Отец

We use cookies. Read the Privacy and Cookie Policy

Отец

Год рождения отца Михаила — князя Василия Федоровича Скопина-Шуйского — неизвестен. Но по надписи на водосвятной чаше, вложенной в Соловецкий монастырь, можно определить день его рождения: «Княже Василий княже Федоров сын Шуйского Скопина, а молитвенное имя ему Иакова Исповедника марта 21». Молитвенное, или «прямое», имя — это имя святого, память которого совершалась в день рождения. Следовательно, Василий Скопин родился 21 марта, в день памяти преподобного Иакова Исповедника.

Первое упоминание о службах Василия Скопина-Шуйского относится к 1572 году, когда он назван уже в чине стольника. В этом году Иван IV отменил опричнину и запретил даже упоминать о ней. Однако государство еще долгие годы оставалось разделенным на «земщину» и «опричнину», и, по мнению исследователя А. П. Павлова, Василий Скопин вместе с другими Шуйскими в годы царствования Ивана IV сделал приличную карьеру и был зачислен в государеву «дворовую» Думу[13]. Историк Смуты С. Ф. Платонов также считал род Шуйских «единственным из заметнейших восточно-русских княжеских родов, все ветви которого преуспели в эпоху опричнины»[14]. Посмотрев на послужной список отца Михаила Скопина, с таким выводом вполне можно согласиться.

В 1575 году князь Василий Скопин-Шуйский назван уже среди дворян первой статьи и отмечен особой милостью: он присутствует на свадьбе Ивана IV с Анной Васильчиковой. На следующий год Василий Скопин принимает участие в походе против крымского хана Девлет-Гирея, находясь в стане государя «у ночных сторож в головах»[15]. Еще через год, в 1577 году, князь отправляется на другую войну — Ливонскую, где в чине боярина командует Сторожевым полком в Лифляндском походе[16]. События Ливонской войны и взаимоотношения России со Швецией непосредственно коснутся семьи Скопиных-Шуйских, и потому остановимся на них подробнее.

Для того чтобы понять суть происходившего на северо-западных границах Руси, необходимо вернуться почти на столетие назад от времени рождения князя Михаила, в конец XV века. Именно тогда на краю Европы, в маленькой по российским меркам Португалии, принц Энрике по прозвищу Мореплаватель отдавал приказания снаряжать каравеллы, которые отправлялись по таинственному Атлантическому океану на поиски богатой Индии. А вскоре, в 1492 году, Христофор Колумб, отыскивая кратчайший путь в Индию, первым достиг берегов Нового Света. Открытие новых земель принесло европейцам не только научные познания, но в первую очередь — мощные потоки драгоценных металлов. Один за другим отплывали от берегов сказочно богатой земли Эльдорадо, ставшей реальностью, испанские галеоны, груженные слитками золота и серебра, — к середине XVI века рудники Перу, Боливии и Чили давали уже половину всей добычи драгоценных металлов в мире.
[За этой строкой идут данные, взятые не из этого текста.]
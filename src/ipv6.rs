use crate::address::{Address, AsAddress, Mask, Network};
use crate::error::{Result, Version};
use crate::range::{self, List};
use lazy_static::lazy_static;
use log::trace;
use rand::Rng;

pub const IPV6_LEN: usize = 16;

/// /128 network mask
pub const MASK_128: Mask = Mask(Address::V6([0xff; IPV6_LEN]));
/// /127 network mask
pub const MASK_127: Mask = Mask(Address::V6([
    0xff, 0xff, 0xff, 0xff, 0xff, 0xff, 0xff, 0xff, 0xff, 0xff, 0xff, 0xff, 0xff, 0xff, 0xff, 0xfe,
]));

lazy_static! {
    /// IANA IPv6 special-purpose address blocks.
    pub static ref RESERVED_IPV6: Vec<Network> = [
        "::/128",          // Unspecified address
        "::1/128",         // Loopback address
        "::ffff:0:0/96",   // IPv4-mapped addresses
        "::ffff:0:0:0/96", // IPv4 translated addresses
        "64:ff9b::/96",    // IPv4-IPv6 translation
        "64:ff9b:1::/48",  // IPv4-IPv6 translation
        "100::/64",        // Discard-only address block
        "2001::/32",       // IETF protocol assignments
        "2001:20::/28",    // ORCHIDv2
        "2001:db8::/32",   // Documentation
        "2002::/16",       // 6to4
        "fc00::/7",        // Unique-local
        "fe80::/10",       // Link-local unicast
        "ff00::/8",        // Multicast
    ]
    .iter()
    .map(|s| s.parse::<Network>().expect("Not possible"))
    .collect();
}

/// Whether `ip` is an IPv6 address. IPv4-mapped text stays IPv6.
pub fn is_valid6<T: AsAddress>(ip: T) -> bool {
    matches!(ip.as_address(), Some(Address::V6(_)))
}

/// Whether `ip` is an IPv6 address inside a reserved block.
pub fn is_reserved6<T: AsAddress>(ip: T) -> bool {
    match ip.as_address() {
        Some(ip @ Address::V6(_)) => RESERVED_IPV6.iter().any(|net| net.contains(ip)),
        _ => false,
    }
}

/// A random IPv6 address, possibly a reserved one.
pub fn random6() -> Address {
    random6_with(&mut rand::thread_rng())
}

/// Uniform but not meant for anything security related.
pub fn random6_with<R: Rng + ?Sized>(rng: &mut R) -> Address {
    Address::V6(rng.gen())
}

/// A random IPv6 address outside every reserved block.
pub fn public6() -> Address {
    public6_with(&mut rand::thread_rng())
}

/// Draws until an address is not reserved. There is no bound on the number of draws.
pub fn public6_with<R: Rng + ?Sized>(rng: &mut R) -> Address {
    let mut draws = 1u64;
    loop {
        let ip = random6_with(rng);
        if !is_reserved6(ip) {
            trace!("public IPv6 address {} after {} draws", ip, draws);
            return ip;
        }
        draws += 1;
    }
}

/// Addresses of an IPv6 network, see [`crate::get_list`].
pub fn get_list6(net: &Network) -> Result<List> {
    range::list(net, Version::V6, &MASK_128, &MASK_127)
}

#[cfg(test)]
mod tests {
    use super::*;
    use quickcheck_macros::quickcheck;
    use rand::rngs::StdRng;
    use rand::SeedableRng;
    use std::net::Ipv6Addr;

    #[test]
    fn valid6() {
        assert!(is_valid6("::"));
        assert!(is_valid6("0::"));
        assert!(is_valid6("::ffff:1.2.3.4"));
        assert!(!is_valid6("::x"));
        assert!(!is_valid6(":"));
        assert!(!is_valid6("1.2.3.4"));
    }

    #[test]
    fn reserved6() {
        assert_eq!(14, RESERVED_IPV6.len());
        for net in RESERVED_IPV6.iter() {
            assert!(is_reserved6(net.addr()), "{}", net);
        }
        for ip in &["::", "::1", "::ffff:10.0.0.1", "2001:db8::1", "fd00::1", "fe80::1", "ff02::1"] {
            assert!(is_reserved6(*ip), "{}", ip);
        }
        for ip in &["2606:4700:4700::1111", "2a00:1450::1", "127.0.0.1"] {
            assert!(!is_reserved6(*ip), "{}", ip);
        }
    }

    #[test]
    fn public6_skips_reserved() {
        let mut rng = StdRng::seed_from_u64(6);
        for _ in 0..10_000 {
            let ip = public6_with(&mut rng);
            assert!(ip.is_v6());
            assert!(!is_reserved6(ip), "{}", ip);
        }
    }

    #[test]
    fn list_127() {
        let net: Network = "2001:db8::1/127".parse().unwrap();
        let list = get_list6(&net).unwrap();
        assert_eq!("2001:db8::".parse::<Address>().unwrap(), list.first);
        assert_eq!(Some("2001:db8::1".parse().unwrap()), list.last);
        assert!(list.usable.is_none());
    }

    #[test]
    fn list_64_is_lazy() {
        let net: Network = "2001:db8:0:1::/64".parse().unwrap();
        let list = get_list6(&net).unwrap();
        assert_eq!(
            Some("2001:db8:0:1:ffff:ffff:ffff:ffff".parse().unwrap()),
            list.last
        );
        let head: Vec<String> = list.usable.unwrap().take(3).map(|ip| ip.to_string()).collect();
        assert_eq!(vec!["2001:db8:0:1::1", "2001:db8:0:1::2", "2001:db8:0:1::3"], head);
    }

    #[quickcheck]
    fn scan_matches_closed_form(ip: u128, len: u8) -> bool {
        let len = 116 + len % 13;
        let net = Network::with_prefix(Ipv6Addr::from(ip).into(), len).unwrap();
        let first = net.network().unwrap();
        let mut last = first;
        let mut ip = first.next();
        while net.contains(ip) && ip != first {
            last = ip;
            ip = ip.next();
        }
        net.last() == Some(last)
    }
}
//! Membership of an address in the subnets of the local interfaces.

use crate::address::{Address, AsAddress, Mask, Network};
use crate::error::{Error, Result};
use if_addrs::{get_if_addrs, IfAddr, Interface};
use log::{debug, trace};

/// Whether `ip` falls inside a subnet assigned to a local interface.
///
/// Failing to list the interfaces is reported as a fatal [`Error::Interfaces`].
pub fn is_lan(ip: &Address) -> Result<bool> {
    let interfaces = get_if_addrs().map_err(Error::Interfaces)?;
    Ok(in_subnets(interfaces.iter().filter_map(subnet), ip))
}

fn in_subnets<I: IntoIterator<Item = Network>>(subnets: I, ip: &Address) -> bool {
    for net in subnets {
        if net.contains(ip) {
            debug!("{} is inside local subnet {}", ip, net);
            return true;
        }
    }
    false
}

fn subnet(iface: &Interface) -> Option<Network> {
    let (ip, mask) = match &iface.addr {
        IfAddr::V4(v) => (Address::from(v.ip), Mask::new(&v.netmask.octets())),
        IfAddr::V6(v) => (Address::from(v.ip), Mask::new(&v.netmask.octets())),
    };
    match mask {
        Ok(mask) => Some(Network::new(ip, mask)),
        Err(e) => {
            trace!("skipping {} on {}: {}", ip, iface.name, e);
            None
        }
    }
}

impl AsAddress for IfAddr {
    fn as_address(&self) -> Option<Address> {
        match self {
            IfAddr::V4(v) => Some(v.ip.into()),
            IfAddr::V6(v) => Some(v.ip.into()),
        }
    }
}

impl AsAddress for Interface {
    fn as_address(&self) -> Option<Address> {
        self.addr.as_address()
    }
}
//! Network, last and usable addresses of a CIDR block.
//!
//! Usable addresses are produced one at a time by an iterator that only
//! holds the next address and the bound, so a /8 or a /64 costs no more
//! memory than a /30. Dropping the iterator early releases everything.

use crate::address::{to_u128, Address, Mask, Network};
use crate::error::{Error, Result, Version};
use log::trace;
use std::iter::FusedIterator;

/// The addresses of a network.
///
/// `last` is `None` for a single-address network (/32, /128). `usable` is
/// `None` whenever no address lies strictly between `first` and `last`
/// (/31, /127 and the single-address case).
#[derive(Debug)]
pub struct List {
    pub first: Address,
    pub last: Option<Address>,
    pub usable: Option<Usable>,
}

impl List {
    pub fn into_parts(self) -> (Address, Option<Address>, Option<Usable>) {
        (self.first, self.last, self.usable)
    }
}

/// Ascending addresses strictly between the network and last address.
///
/// Single pass: call [`crate::get_list`] again to start over.
#[derive(Debug)]
pub struct Usable {
    next: Address,
    last: Address,
}

impl Usable {
    fn new(first: Address, last: Address) -> Self {
        Usable {
            next: first.next(),
            last,
        }
    }

    /// Addresses left, which may exceed `usize` for IPv6.
    pub fn remaining(&self) -> u128 {
        to_u128(&self.last) - to_u128(&self.next)
    }
}

impl Iterator for Usable {
    type Item = Address;

    fn next(&mut self) -> Option<Address> {
        if self.next == self.last {
            return None;
        }
        let ip = self.next;
        self.next = ip.next();
        Some(ip)
    }

    fn size_hint(&self) -> (usize, Option<usize>) {
        match usize::try_from(self.remaining()) {
            Ok(n) => (n, Some(n)),
            Err(_) => (usize::MAX, None),
        }
    }
}

impl FusedIterator for Usable {}

pub(crate) fn list(net: &Network, version: Version, single: &Mask, pair: &Mask) -> Result<List> {
    if net.addr().version() != version {
        return Err(Error::InvalidAddress {
            version,
            addr: net.addr().to_string(),
        });
    }
    let mask = net.mask();
    let (first, last) = net
        .network()
        .zip(net.last())
        .ok_or_else(|| Error::InvalidMask {
            version,
            mask: mask.to_string(),
        })?;
    if mask == *single {
        trace!("{} holds a single address", net);
        return Ok(List {
            first,
            last: None,
            usable: None,
        });
    }
    if mask == *pair {
        trace!("{} holds two addresses and no usable one", net);
        return Ok(List {
            first,
            last: Some(last),
            usable: None,
        });
    }
    Ok(List {
        first,
        last: Some(last),
        usable: Some(Usable::new(first, last)),
    })
}
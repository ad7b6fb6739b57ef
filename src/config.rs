//! Engine settings.
//!
//! Every field has a default, so a settings file only needs to name the
//! values it overrides:
//!
//! ```json
//! {
//!   "poll_interval_ms": 2000,
//!   "swap": { "wait_timeout_secs": 40 }
//! }
//! ```

use camino::Utf8Path;
use cap_std::ambient_authority;
use cap_std::fs_utf8::Dir;
use serde::{Deserialize, Serialize};
use std::time::Duration;
use thiserror::Error;

/// Errors raised while loading or validating settings.
#[derive(Debug, Error)]
pub enum SettingsError {
    /// The settings file could not be read.
    #[error("failed to read settings file {path}: {source}")]
    Io {
        /// File that failed to load.
        path: String,
        /// Underlying I/O error.
        #[source]
        source: std::io::Error,
    },

    /// The settings text is not valid JSON for [`OscSettings`].
    #[error("invalid settings: {0}")]
    Parse(#[from] serde_json::Error),

    /// A value is out of range.
    #[error("invalid setting {field}: {reason}")]
    Invalid {
        /// Offending field path.
        field: &'static str,
        /// Why the value was rejected.
        reason: &'static str,
    },
}

/// Top-level engine settings.
#[derive(Debug, Clone, PartialEq, Eq, Serialize, Deserialize)]
#[serde(default)]
pub struct OscSettings {
    /// Delay between two polls of one task.
    pub poll_interval_ms: u64,
    /// Age after which an unfinished task is failed.
    pub task_expired_after_secs: u64,
    /// Run a full verification before swapping (migration service only).
    pub enable_full_verify: bool,
    /// Replication monitoring.
    pub monitor: MonitorSettings,
    /// Table swap.
    pub swap: SwapSettings,
    /// Worker control-plane HTTP client.
    pub control_plane: ControlPlaneSettings,
    /// Worker provisioning.
    pub worker: WorkerSettings,
}

impl Default for OscSettings {
    fn default() -> Self {
        Self {
            poll_interval_ms: 5_000,
            task_expired_after_secs: 432_000,
            enable_full_verify: false,
            monitor: MonitorSettings::default(),
            swap: SwapSettings::default(),
            control_plane: ControlPlaneSettings::default(),
            worker: WorkerSettings::default(),
        }
    }
}

/// Replication monitoring settings.
#[derive(Debug, Clone, PartialEq, Eq, Serialize, Deserialize)]
#[serde(default)]
pub struct MonitorSettings {
    /// How long the backend may stay silent before the task fails.
    pub failure_timeout_secs: u64,
    /// Maximum checkpoint lag for a worker to count as caught up.
    pub worker_checkpoint_lag_secs: u64,
    /// Maximum checkpoint lag for the migration service to count as caught
    /// up; the service publishes checkpoints less often.
    pub service_checkpoint_lag_secs: u64,
}

impl Default for MonitorSettings {
    fn default() -> Self {
        Self {
            failure_timeout_secs: 300,
            worker_checkpoint_lag_secs: 5,
            service_checkpoint_lag_secs: 25,
        }
    }
}

/// Table swap settings.
#[derive(Debug, Clone, PartialEq, Eq, Serialize, Deserialize)]
#[serde(default)]
pub struct SwapSettings {
    /// Bound on waiting for replication to pass the safe checkpoint.
    pub wait_timeout_secs: u64,
    /// Delay between two checkpoint checks while waiting.
    pub check_interval_ms: u64,
    /// Oldest engine version supporting lock-then-rename.
    pub lock_table_min_version: String,
    /// Delay between two sweeps for blocking sessions.
    pub session_kill_interval_ms: u64,
}

impl Default for SwapSettings {
    fn default() -> Self {
        Self {
            wait_timeout_secs: 25,
            check_interval_ms: 500,
            lock_table_min_version: "4.2.5".to_owned(),
            session_kill_interval_ms: 1_000,
        }
    }
}

/// Per-call timeouts of the worker control plane.
#[derive(Debug, Clone, PartialEq, Eq, Serialize, Deserialize)]
#[serde(default)]
pub struct ControlPlaneSettings {
    /// Connection establishment timeout.
    pub connect_timeout_ms: u64,
    /// `GET /heartbeat` timeout.
    pub heartbeat_timeout_ms: u64,
    /// `POST /start` timeout.
    pub start_timeout_ms: u64,
    /// `GET /monitor` timeout.
    pub monitor_timeout_ms: u64,
    /// `POST /update` timeout.
    pub update_timeout_ms: u64,
    /// `GET /clear` timeout.
    pub clear_timeout_ms: u64,
}

impl Default for ControlPlaneSettings {
    fn default() -> Self {
        Self {
            connect_timeout_ms: 3_000,
            heartbeat_timeout_ms: 3_000,
            start_timeout_ms: 10_000,
            monitor_timeout_ms: 5_000,
            update_timeout_ms: 5_000,
            clear_timeout_ms: 5_000,
        }
    }
}

/// Worker provisioning settings.
#[derive(Debug, Clone, PartialEq, Eq, Serialize, Deserialize)]
#[serde(default)]
pub struct WorkerSettings {
    /// Port the worker control plane listens on inside the pod.
    pub listen_port: u16,
    /// Worker container image.
    pub image: String,
    /// Resource type requested from the resource manager.
    pub resource_type: String,
    /// Namespace pods are created in.
    pub namespace: String,
    /// Region used when the datasource declares none.
    pub default_region: String,
    /// Resource group inside the region.
    pub group: String,
    /// Requested CPU in millicores.
    pub cpu_millis: u32,
    /// Requested memory in MiB.
    pub memory_mb: u32,
    /// Expose the listen port on the host.
    pub enable_port_mapper: bool,
    /// First host port handed out by the port mapper.
    pub mapped_port_base: u16,
    /// Number of host ports available to the port mapper.
    pub mapped_port_range: u16,
}

impl Default for WorkerSettings {
    fn default() -> Self {
        Self {
            listen_port: 18_001,
            image: "ghostswap/osc-worker:latest".to_owned(),
            resource_type: "k8s_pod".to_owned(),
            namespace: "ghostswap".to_owned(),
            default_region: "default".to_owned(),
            group: "default".to_owned(),
            cpu_millis: 2_000,
            memory_mb: 8_192,
            enable_port_mapper: false,
            mapped_port_base: 20_000,
            mapped_port_range: 1_000,
        }
    }
}

impl OscSettings {
    /// Parses settings from JSON text and validates them.
    ///
    /// # Errors
    ///
    /// Returns [`SettingsError::Parse`] for malformed JSON and
    /// [`SettingsError::Invalid`] for out-of-range values.
    pub fn from_json_str(text: &str) -> Result<Self, SettingsError> {
        let settings: Self = serde_json::from_str(text)?;
        settings.validate()?;
        Ok(settings)
    }

    /// Loads settings from a JSON file.
    ///
    /// The parent directory is opened with ambient authority and the file is
    /// read through it.
    ///
    /// # Errors
    ///
    /// Returns [`SettingsError::Io`] when the file cannot be read, plus any
    /// error from [`OscSettings::from_json_str`].
    pub fn from_path(path: &Utf8Path) -> Result<Self, SettingsError> {
        let io_error = |source| SettingsError::Io {
            path: path.to_string(),
            source,
        };
        let parent = match path.parent() {
            Some(dir) if !dir.as_str().is_empty() => dir,
            _ => Utf8Path::new("."),
        };
        let file_name = path.file_name().ok_or_else(|| {
            io_error(std::io::Error::new(
                std::io::ErrorKind::InvalidInput,
                "settings path has no file name",
            ))
        })?;
        let dir = Dir::open_ambient_dir(parent, ambient_authority()).map_err(io_error)?;
        let text = dir.read_to_string(file_name).map_err(io_error)?;
        Self::from_json_str(&text)
    }

    /// Checks that intervals and timeouts are usable.
    ///
    /// # Errors
    ///
    /// Returns [`SettingsError::Invalid`] naming the first bad field.
    pub fn validate(&self) -> Result<(), SettingsError> {
        let checks: [(&'static str, bool); 8] = [
            ("poll_interval_ms", self.poll_interval_ms > 0),
            ("task_expired_after_secs", self.task_expired_after_secs > 0),
            ("monitor.failure_timeout_secs", self.monitor.failure_timeout_secs > 0),
            ("swap.wait_timeout_secs", self.swap.wait_timeout_secs > 0),
            ("swap.check_interval_ms", self.swap.check_interval_ms > 0),
            (
                "swap.session_kill_interval_ms",
                self.swap.session_kill_interval_ms > 0,
            ),
            ("worker.listen_port", self.worker.listen_port > 0),
            (
                "worker.mapped_port_range",
                !self.worker.enable_port_mapper || self.worker.mapped_port_range > 0,
            ),
        ];
        if let Some((field, _)) = checks.into_iter().find(|(_, ok)| !ok) {
            return Err(SettingsError::Invalid {
                field,
                reason: "must be greater than zero",
            });
        }
        if self.swap.lock_table_min_version.trim().is_empty() {
            return Err(SettingsError::Invalid {
                field: "swap.lock_table_min_version",
                reason: "must not be empty",
            });
        }
        Ok(())
    }

    /// Returns the delay between two polls of one task.
    #[must_use]
    pub const fn poll_interval(&self) -> Duration {
        Duration::from_millis(self.poll_interval_ms)
    }

    /// Returns the age after which an unfinished task is failed.
    #[must_use]
    pub fn task_expiry(&self) -> chrono::Duration {
        chrono::Duration::seconds(i64::try_from(self.task_expired_after_secs).unwrap_or(i64::MAX))
    }
}

#[cfg(test)]
mod tests {
    use super::*;
    use rstest::rstest;

    #[test]
    fn defaults_match_documented_tunables() {
        let settings = OscSettings::default();

        assert_eq!(settings.poll_interval(), Duration::from_secs(5));
        assert_eq!(settings.task_expired_after_secs, 432_000);
        assert_eq!(settings.monitor.failure_timeout_secs, 300);
        assert_eq!(settings.monitor.worker_checkpoint_lag_secs, 5);
        assert_eq!(settings.swap.wait_timeout_secs, 25);
        assert_eq!(settings.swap.lock_table_min_version, "4.2.5");
        assert_eq!(settings.worker.listen_port, 18_001);
        assert!(settings.validate().is_ok());
    }

    #[test]
    fn partial_json_keeps_defaults_for_missing_fields() {
        let settings = OscSettings::from_json_str(
            r#"{"poll_interval_ms": 250, "swap": {"wait_timeout_secs": 40}}"#,
        )
        .expect("settings should parse");

        assert_eq!(settings.poll_interval_ms, 250);
        assert_eq!(settings.swap.wait_timeout_secs, 40);
        assert_eq!(settings.swap.check_interval_ms, 500);
        assert_eq!(settings.control_plane.start_timeout_ms, 10_000);
    }

    #[rstest]
    #[case(r#"{"poll_interval_ms": 0}"#, "poll_interval_ms")]
    #[case(r#"{"swap": {"wait_timeout_secs": 0}}"#, "swap.wait_timeout_secs")]
    #[case(
        r#"{"worker": {"enable_port_mapper": true, "mapped_port_range": 0}}"#,
        "worker.mapped_port_range"
    )]
    #[case(
        r#"{"swap": {"lock_table_min_version": " "}}"#,
        "swap.lock_table_min_version"
    )]
    fn rejects_out_of_range_values(#[case] json: &str, #[case] expected_field: &str) {
        let result = OscSettings::from_json_str(json);

        assert!(matches!(
            result,
            Err(SettingsError::Invalid { field, .. }) if field == expected_field
        ));
    }

    #[test]
    fn rejects_malformed_json() {
        let result = OscSettings::from_json_str("{not json");

        assert!(matches!(result, Err(SettingsError::Parse(_))));
    }

    #[test]
    fn missing_file_reports_path() {
        let result = OscSettings::from_path(Utf8Path::new("/nonexistent/ghostswap.json"));

        let Err(SettingsError::Io { path, .. }) = result else {
            panic!("expected an I/O error");
        };
        assert_eq!(path, "/nonexistent/ghostswap.json");
    }
}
А на другом краю Старого Света великий князь Московский Иван III, именуемый в грамотах уже государем всея Руси, отдавал в 1492 году приказание заложить напротив Нарвы, принадлежавшей Ливонскому ордену, русскую крепость — Ивангород. Этот город станет его любимым детищем, опираясь на него и крепости Новгорода, Пскова и Копорья, московский государь начнет прокладывать путь к Балтийскому морю.

В начале XV века в Европе еще мало кто знал о существовании нового государства к востоку от Вислы. Но когда во второй половине столетия Московское государство сбросило ордынский гнет, подчинило Новгород и Псков и заявило во всеуслышание о себе как о восприемнице павшей от турок-османов в 1453 году православной Византии, — не обращать на него внимания было уже невозможно.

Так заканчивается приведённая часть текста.